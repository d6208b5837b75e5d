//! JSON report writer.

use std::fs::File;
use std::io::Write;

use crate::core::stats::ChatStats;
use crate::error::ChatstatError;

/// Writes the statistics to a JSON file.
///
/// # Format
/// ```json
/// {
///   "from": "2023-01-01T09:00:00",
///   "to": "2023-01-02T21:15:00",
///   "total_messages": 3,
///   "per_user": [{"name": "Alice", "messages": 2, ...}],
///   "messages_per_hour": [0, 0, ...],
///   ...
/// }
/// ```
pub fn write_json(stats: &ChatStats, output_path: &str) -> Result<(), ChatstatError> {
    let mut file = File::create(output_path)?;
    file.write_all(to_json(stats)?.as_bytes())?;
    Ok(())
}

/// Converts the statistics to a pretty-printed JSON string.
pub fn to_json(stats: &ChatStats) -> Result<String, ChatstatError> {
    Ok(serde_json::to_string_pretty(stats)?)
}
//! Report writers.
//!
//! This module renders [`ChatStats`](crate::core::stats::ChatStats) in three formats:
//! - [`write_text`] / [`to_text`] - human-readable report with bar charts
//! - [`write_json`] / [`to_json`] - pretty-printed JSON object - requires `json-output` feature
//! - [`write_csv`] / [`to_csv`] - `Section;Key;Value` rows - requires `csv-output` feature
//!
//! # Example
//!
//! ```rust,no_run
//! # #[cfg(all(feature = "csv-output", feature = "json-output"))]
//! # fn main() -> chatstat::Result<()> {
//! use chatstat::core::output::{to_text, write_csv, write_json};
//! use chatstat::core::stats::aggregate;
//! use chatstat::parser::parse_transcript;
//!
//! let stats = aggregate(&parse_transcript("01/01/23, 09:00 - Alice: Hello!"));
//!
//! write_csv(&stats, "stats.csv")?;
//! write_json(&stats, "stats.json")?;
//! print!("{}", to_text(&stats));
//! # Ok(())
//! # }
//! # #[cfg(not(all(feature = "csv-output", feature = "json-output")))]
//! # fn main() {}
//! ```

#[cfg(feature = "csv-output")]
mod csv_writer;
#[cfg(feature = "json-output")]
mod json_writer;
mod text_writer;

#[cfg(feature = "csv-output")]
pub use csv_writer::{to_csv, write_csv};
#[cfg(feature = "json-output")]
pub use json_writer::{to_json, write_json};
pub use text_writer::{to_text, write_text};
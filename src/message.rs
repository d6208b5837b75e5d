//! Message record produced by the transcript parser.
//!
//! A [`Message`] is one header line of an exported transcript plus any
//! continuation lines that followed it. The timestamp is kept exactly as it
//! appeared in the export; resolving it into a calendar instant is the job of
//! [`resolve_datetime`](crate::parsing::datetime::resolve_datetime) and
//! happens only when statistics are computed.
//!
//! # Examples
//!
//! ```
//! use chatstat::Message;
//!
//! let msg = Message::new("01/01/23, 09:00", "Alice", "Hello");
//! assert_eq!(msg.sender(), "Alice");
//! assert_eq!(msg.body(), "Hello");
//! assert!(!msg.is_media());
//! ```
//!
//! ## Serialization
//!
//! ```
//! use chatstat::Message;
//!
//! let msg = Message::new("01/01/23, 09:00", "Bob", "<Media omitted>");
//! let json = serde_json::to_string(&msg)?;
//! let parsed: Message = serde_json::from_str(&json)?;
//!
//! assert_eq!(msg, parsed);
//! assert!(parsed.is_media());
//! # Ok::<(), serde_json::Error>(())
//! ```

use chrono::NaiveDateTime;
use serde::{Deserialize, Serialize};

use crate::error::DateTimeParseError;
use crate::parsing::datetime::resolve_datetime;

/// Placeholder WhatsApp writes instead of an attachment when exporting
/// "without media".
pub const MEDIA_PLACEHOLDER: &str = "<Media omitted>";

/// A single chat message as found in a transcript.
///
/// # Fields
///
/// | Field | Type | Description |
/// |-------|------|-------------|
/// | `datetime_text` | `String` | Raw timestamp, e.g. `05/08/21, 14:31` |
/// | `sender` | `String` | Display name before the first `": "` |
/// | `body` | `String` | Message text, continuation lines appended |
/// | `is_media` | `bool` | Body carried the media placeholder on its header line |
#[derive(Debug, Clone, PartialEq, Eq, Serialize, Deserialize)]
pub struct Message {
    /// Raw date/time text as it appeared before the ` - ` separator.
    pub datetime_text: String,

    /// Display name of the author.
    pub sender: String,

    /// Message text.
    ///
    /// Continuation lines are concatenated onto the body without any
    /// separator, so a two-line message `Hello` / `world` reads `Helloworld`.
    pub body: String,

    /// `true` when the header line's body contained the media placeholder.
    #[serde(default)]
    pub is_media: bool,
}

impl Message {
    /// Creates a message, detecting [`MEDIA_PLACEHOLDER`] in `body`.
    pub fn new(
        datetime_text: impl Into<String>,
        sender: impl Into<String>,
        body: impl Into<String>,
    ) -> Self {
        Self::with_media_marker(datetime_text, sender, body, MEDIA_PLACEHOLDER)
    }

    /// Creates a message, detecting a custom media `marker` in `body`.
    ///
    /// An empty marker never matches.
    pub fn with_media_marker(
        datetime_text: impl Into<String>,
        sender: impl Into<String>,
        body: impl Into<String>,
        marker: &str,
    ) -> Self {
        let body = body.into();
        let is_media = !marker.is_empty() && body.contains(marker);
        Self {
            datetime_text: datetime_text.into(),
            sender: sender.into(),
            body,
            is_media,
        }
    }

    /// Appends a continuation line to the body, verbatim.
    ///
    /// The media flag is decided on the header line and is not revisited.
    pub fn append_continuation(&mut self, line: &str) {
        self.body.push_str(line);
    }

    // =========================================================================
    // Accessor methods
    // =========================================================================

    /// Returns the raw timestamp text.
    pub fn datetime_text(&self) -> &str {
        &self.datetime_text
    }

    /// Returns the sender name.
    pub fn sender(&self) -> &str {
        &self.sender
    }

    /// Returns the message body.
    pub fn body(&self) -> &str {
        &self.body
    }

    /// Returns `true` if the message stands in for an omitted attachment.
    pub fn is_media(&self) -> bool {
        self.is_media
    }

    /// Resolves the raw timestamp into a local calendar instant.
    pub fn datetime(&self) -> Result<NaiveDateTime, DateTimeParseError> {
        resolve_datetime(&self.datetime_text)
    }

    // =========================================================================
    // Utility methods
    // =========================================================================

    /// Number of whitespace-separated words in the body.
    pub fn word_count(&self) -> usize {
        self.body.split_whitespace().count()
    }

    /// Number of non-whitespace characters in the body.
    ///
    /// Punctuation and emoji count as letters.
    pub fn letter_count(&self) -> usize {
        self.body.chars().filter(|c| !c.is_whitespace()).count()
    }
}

◇ ◇ ◇ ◇

▶ [Work required]: Only the number is wanted: how many lines in the preceding entries hold the string "aggregate"?

▶ [Answer below]: 2